> What the task requires
When the line containing "processed and reported." is reached, include it and end there; set down verbatim every line before it, starting at the top of the records.

Start of Records for this exercise

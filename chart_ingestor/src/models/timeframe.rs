use std::fmt;

use serde::{Deserialize, Serialize};

/// The three chart slots produced for every run, in report order.
#[derive(Debug, Clone, Copy, PartialEq, Eq, Hash, Serialize, Deserialize)]
#[serde(rename_all = "snake_case")]
pub enum Timeframe {
    Hourly,
    Daily,
    Weekly,
}

impl Timeframe {
    /// All slots in the order they are processed and reported.
    pub const ALL: [Timeframe; 3] = [Timeframe::Hourly, Timeframe::Daily, Timeframe::Weekly];

    /// Key under which the slot appears in reports and summaries.
    pub fn label(self) -> &'static str {
        match self {
            Timeframe::Hourly => "1h",
            Timeframe::Daily => "1D",
            Timeframe::Weekly => "1W",
        }
    }

    /// Interval string sent to the charting API on the first attempt.
    pub fn interval(self) -> &'static str {
        self.label()
    }

    /// Alternate encoding of the same interval, tried once if the first
    /// attempt fails. Only the hourly slot has one.
    pub fn fallback_interval(self) -> Option<&'static str> {
        match self {
            Timeframe::Hourly => Some("60"),
            Timeframe::Daily | Timeframe::Weekly => None,
        }
    }

    /// Every interval that may be requested for this slot, in attempt order.
    pub fn attempts(self) -> impl Iterator<Item = &'static str> {
        std::iter::once(self.interval()).chain(self.fallback_interval())
    }

    /// Number of historical bars requested.
    pub fn bars_back(self) -> u32 {
        match self {
            // one week of hourly bars
            Timeframe::Hourly => 168,
            // three months
            Timeframe::Daily => 90,
            // one year
            Timeframe::Weekly => 52,
        }
    }

    pub fn description(self) -> &'static str {
        match self {
            Timeframe::Hourly => "1h chart with 1 week history",
            Timeframe::Daily => "Daily chart with 3 months history",
            Timeframe::Weekly => "Weekly chart with 1 year history",
        }
    }
}

impl fmt::Display for Timeframe {
    fn fmt(&self, f: &mut fmt::Formatter<'_>) -> fmt::Result {
        f.write_str(self.label())
    }
}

End of Records for this exercise

> Exercise output
filename chart_ingestor/src/models/timeframe.rs
use std::fmt;

use serde::{Deserialize, Serialize};

/// The three chart slots produced for every run, in report order.
#[derive(Debug, Clone, Copy, PartialEq, Eq, Hash, Serialize, Deserialize)]
#[serde(rename_all = "snake_case")]
pub enum Timeframe {
    Hourly,
    Daily,
    Weekly,
}

impl Timeframe {
    /// All slots in the order they are processed and reported.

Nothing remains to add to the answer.